◆ **What you have to do**:
For each line below that contains the word "submission", return that line.

◆ **Exercise inputs**:
-=-=-=-=-

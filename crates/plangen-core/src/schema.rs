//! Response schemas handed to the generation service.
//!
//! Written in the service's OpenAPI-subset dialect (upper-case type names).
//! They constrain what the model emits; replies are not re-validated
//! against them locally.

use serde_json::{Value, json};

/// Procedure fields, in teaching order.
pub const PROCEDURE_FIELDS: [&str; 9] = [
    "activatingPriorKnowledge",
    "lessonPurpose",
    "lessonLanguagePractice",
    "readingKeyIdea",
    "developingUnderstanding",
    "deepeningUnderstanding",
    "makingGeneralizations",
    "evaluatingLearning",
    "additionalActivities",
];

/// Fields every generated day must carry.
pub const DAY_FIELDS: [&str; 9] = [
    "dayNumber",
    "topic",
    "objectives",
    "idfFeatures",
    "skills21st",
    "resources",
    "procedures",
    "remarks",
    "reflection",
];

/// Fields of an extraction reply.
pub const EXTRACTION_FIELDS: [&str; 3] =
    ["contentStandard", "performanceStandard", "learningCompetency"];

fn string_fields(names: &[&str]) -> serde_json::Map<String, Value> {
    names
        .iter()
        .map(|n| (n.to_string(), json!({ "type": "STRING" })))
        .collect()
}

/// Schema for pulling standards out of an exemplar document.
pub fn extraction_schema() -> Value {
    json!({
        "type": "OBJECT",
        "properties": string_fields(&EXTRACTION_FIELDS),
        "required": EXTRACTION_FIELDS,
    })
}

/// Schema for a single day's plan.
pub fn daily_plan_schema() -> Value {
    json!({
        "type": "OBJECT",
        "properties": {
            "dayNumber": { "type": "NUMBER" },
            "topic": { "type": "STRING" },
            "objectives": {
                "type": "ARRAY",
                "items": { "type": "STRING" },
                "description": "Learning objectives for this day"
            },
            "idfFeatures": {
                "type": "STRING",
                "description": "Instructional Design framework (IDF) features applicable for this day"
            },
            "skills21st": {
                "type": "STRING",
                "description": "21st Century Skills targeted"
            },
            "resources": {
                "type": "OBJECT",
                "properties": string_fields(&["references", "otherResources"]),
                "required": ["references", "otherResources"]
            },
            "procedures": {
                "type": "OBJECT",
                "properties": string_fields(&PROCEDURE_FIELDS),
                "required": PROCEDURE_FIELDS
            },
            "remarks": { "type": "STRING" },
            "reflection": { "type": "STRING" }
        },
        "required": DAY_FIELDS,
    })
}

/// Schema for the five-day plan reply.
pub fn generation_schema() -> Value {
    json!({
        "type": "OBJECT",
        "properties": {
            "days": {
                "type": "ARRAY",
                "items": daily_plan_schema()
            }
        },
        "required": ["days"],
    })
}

-=-=-=-=-

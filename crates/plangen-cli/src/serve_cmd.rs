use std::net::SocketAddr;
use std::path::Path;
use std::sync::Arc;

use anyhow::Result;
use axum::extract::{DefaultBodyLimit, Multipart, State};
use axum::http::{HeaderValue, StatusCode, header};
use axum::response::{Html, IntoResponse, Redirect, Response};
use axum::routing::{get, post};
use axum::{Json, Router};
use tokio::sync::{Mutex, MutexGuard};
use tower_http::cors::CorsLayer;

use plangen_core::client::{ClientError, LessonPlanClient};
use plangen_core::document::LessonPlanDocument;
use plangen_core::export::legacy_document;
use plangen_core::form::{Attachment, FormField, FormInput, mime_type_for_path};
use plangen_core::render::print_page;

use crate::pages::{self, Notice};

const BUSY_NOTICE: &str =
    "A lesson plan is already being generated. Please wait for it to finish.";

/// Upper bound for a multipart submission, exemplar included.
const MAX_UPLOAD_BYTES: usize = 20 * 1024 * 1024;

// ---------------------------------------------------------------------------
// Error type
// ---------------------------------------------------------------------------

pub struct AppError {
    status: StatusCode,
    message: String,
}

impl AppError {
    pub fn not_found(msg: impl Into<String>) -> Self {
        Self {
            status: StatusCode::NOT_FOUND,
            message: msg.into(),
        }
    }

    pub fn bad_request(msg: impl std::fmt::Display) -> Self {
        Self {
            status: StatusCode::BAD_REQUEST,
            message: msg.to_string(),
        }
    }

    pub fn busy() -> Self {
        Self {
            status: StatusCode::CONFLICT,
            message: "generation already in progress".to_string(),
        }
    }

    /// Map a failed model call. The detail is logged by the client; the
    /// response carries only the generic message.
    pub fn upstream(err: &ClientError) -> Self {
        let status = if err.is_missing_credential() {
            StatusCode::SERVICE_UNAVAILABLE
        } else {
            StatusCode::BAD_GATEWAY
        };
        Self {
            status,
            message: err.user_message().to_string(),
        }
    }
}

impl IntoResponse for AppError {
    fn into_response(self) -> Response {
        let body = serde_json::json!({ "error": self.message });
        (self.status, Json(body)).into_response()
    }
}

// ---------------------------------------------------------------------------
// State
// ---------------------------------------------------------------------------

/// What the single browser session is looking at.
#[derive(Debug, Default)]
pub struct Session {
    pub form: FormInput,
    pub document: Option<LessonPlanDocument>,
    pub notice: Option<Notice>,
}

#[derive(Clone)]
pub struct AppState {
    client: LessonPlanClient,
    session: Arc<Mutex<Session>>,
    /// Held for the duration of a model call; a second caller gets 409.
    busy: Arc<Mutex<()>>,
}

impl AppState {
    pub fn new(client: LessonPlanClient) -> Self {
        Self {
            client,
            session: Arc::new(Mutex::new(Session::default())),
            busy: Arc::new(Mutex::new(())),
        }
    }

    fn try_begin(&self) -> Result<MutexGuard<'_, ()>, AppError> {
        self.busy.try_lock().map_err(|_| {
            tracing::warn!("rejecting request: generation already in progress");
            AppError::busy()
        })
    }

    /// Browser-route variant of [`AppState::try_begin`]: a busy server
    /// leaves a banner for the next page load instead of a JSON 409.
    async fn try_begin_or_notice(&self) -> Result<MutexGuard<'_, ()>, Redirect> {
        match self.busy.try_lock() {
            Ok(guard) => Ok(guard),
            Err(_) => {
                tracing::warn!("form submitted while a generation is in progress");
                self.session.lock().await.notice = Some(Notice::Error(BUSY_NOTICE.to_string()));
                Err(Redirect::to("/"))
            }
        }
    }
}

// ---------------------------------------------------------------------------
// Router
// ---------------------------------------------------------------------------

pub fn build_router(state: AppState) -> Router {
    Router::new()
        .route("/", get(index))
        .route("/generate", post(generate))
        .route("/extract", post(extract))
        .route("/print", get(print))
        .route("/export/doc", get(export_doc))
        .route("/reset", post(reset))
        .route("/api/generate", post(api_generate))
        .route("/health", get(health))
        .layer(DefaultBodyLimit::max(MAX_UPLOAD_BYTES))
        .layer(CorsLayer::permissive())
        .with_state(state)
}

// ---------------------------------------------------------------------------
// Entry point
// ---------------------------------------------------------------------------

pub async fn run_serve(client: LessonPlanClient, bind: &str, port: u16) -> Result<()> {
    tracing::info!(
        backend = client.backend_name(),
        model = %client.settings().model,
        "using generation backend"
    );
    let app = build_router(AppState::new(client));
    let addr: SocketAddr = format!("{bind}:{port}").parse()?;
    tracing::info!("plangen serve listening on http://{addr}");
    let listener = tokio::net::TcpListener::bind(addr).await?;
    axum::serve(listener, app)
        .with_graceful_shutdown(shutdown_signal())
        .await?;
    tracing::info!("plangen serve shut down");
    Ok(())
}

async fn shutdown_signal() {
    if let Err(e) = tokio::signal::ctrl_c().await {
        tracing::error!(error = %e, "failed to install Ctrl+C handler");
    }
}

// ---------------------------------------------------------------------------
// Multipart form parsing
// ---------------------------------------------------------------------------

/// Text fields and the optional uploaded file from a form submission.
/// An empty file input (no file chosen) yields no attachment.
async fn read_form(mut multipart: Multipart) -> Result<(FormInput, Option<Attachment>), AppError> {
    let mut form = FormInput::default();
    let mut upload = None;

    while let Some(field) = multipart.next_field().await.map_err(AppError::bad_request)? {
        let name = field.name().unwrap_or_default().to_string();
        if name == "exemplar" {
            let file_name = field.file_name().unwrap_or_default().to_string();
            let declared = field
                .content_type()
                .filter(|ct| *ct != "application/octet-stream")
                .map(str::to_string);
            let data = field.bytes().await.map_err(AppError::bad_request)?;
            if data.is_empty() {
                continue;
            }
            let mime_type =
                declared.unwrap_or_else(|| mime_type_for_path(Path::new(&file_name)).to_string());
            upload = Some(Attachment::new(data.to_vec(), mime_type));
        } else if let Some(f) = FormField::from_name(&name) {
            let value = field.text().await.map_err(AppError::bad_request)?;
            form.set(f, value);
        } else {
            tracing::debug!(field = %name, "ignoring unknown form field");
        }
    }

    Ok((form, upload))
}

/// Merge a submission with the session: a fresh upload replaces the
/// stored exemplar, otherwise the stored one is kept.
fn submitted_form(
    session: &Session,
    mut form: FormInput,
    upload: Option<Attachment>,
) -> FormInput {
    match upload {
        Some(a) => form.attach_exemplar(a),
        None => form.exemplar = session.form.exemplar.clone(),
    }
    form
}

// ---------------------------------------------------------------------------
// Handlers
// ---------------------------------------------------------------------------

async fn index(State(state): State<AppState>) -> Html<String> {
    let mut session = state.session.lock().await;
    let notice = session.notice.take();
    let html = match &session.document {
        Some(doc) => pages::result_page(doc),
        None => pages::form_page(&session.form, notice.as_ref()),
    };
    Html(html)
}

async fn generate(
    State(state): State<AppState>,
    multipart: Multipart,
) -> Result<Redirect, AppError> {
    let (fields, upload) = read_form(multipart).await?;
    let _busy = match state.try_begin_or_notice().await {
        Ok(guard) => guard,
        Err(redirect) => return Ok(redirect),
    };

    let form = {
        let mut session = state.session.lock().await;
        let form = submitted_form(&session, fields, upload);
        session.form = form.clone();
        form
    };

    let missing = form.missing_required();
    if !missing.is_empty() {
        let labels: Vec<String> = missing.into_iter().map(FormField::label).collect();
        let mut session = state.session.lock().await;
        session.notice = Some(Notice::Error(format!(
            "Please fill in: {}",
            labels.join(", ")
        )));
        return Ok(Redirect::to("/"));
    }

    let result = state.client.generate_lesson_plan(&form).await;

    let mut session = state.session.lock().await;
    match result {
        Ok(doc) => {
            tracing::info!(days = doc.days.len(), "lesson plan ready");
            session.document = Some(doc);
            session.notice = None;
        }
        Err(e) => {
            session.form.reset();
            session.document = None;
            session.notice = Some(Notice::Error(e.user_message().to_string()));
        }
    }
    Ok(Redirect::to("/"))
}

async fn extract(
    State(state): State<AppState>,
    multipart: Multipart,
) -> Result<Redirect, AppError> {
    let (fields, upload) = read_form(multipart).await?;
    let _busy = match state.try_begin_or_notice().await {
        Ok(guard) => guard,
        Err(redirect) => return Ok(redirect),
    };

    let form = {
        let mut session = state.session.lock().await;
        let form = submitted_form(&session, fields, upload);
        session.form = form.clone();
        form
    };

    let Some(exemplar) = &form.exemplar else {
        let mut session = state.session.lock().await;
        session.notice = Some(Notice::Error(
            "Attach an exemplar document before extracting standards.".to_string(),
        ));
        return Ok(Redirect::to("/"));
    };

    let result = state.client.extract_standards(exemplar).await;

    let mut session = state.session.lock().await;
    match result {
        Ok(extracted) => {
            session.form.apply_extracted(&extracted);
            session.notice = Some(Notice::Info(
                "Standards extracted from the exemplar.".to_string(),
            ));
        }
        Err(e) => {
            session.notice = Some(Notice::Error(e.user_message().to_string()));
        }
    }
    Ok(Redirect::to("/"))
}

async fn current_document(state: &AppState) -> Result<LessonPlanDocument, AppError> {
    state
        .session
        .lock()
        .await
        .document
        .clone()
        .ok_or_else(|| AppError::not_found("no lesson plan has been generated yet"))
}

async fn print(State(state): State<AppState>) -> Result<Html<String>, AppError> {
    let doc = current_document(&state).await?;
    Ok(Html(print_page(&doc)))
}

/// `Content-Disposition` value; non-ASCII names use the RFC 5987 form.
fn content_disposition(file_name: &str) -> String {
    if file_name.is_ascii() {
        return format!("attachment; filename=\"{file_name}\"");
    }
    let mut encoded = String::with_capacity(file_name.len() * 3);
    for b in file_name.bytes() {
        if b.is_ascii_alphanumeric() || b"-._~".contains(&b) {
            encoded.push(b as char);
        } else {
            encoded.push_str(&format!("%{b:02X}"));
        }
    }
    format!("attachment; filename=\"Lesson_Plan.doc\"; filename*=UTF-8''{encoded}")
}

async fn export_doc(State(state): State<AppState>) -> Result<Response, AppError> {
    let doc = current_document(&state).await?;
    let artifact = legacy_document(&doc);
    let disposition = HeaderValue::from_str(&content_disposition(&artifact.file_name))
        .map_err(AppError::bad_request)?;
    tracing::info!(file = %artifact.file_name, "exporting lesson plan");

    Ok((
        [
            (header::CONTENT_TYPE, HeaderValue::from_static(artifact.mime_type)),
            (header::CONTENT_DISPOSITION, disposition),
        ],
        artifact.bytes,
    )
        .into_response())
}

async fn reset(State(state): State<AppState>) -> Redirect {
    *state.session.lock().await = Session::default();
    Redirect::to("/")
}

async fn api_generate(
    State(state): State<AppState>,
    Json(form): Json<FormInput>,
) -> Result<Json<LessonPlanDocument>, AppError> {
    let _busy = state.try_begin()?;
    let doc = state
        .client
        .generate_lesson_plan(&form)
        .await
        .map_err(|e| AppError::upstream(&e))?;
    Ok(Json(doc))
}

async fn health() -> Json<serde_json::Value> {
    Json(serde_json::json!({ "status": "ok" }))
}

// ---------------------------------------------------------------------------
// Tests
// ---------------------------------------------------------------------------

-=-=-=-=-

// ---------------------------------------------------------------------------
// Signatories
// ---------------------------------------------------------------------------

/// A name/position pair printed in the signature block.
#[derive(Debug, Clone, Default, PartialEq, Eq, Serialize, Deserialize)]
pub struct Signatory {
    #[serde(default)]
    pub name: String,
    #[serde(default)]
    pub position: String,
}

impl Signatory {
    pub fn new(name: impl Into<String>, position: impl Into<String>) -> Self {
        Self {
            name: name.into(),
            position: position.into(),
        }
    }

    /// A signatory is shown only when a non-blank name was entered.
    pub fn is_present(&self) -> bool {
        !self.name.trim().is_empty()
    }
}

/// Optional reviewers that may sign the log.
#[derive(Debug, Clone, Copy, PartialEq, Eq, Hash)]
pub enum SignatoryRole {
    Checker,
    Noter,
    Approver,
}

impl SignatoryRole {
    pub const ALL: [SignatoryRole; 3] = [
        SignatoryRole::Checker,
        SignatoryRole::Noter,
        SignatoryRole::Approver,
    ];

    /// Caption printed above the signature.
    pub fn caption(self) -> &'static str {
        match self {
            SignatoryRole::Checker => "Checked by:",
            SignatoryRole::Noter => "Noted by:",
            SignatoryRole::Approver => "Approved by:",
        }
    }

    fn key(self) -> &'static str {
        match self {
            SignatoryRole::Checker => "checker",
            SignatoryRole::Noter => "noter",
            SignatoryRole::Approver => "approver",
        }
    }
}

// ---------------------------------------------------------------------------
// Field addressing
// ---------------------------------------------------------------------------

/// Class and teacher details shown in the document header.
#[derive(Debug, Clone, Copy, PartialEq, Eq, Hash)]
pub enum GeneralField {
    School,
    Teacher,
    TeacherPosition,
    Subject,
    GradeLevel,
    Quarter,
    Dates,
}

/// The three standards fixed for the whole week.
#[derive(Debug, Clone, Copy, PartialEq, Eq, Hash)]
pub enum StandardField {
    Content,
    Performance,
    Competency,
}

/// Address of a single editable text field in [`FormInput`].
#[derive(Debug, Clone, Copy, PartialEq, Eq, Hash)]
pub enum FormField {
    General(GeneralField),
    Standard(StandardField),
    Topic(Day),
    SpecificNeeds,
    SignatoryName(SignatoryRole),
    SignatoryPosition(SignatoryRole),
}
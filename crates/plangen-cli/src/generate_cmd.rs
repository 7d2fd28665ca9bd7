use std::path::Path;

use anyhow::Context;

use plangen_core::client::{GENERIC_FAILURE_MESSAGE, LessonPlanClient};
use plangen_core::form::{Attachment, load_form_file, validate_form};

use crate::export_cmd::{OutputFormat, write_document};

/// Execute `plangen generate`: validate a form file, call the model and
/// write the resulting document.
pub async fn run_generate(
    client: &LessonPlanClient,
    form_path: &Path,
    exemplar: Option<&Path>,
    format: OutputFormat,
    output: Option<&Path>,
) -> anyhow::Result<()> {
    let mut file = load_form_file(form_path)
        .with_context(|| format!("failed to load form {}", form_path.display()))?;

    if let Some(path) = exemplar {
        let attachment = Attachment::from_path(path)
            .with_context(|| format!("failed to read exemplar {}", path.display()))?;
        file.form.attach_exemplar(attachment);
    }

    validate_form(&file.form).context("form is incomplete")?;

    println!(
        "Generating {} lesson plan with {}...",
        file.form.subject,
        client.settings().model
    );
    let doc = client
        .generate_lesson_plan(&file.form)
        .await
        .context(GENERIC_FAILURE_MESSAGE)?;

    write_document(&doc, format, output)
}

-=-=-=-=-

◆ **Response**:
/// Upper bound for a multipart submission, exemplar included.
/// Text fields and the optional uploaded file from a form submission.
/// Merge a submission with the session: a fresh upload replaces the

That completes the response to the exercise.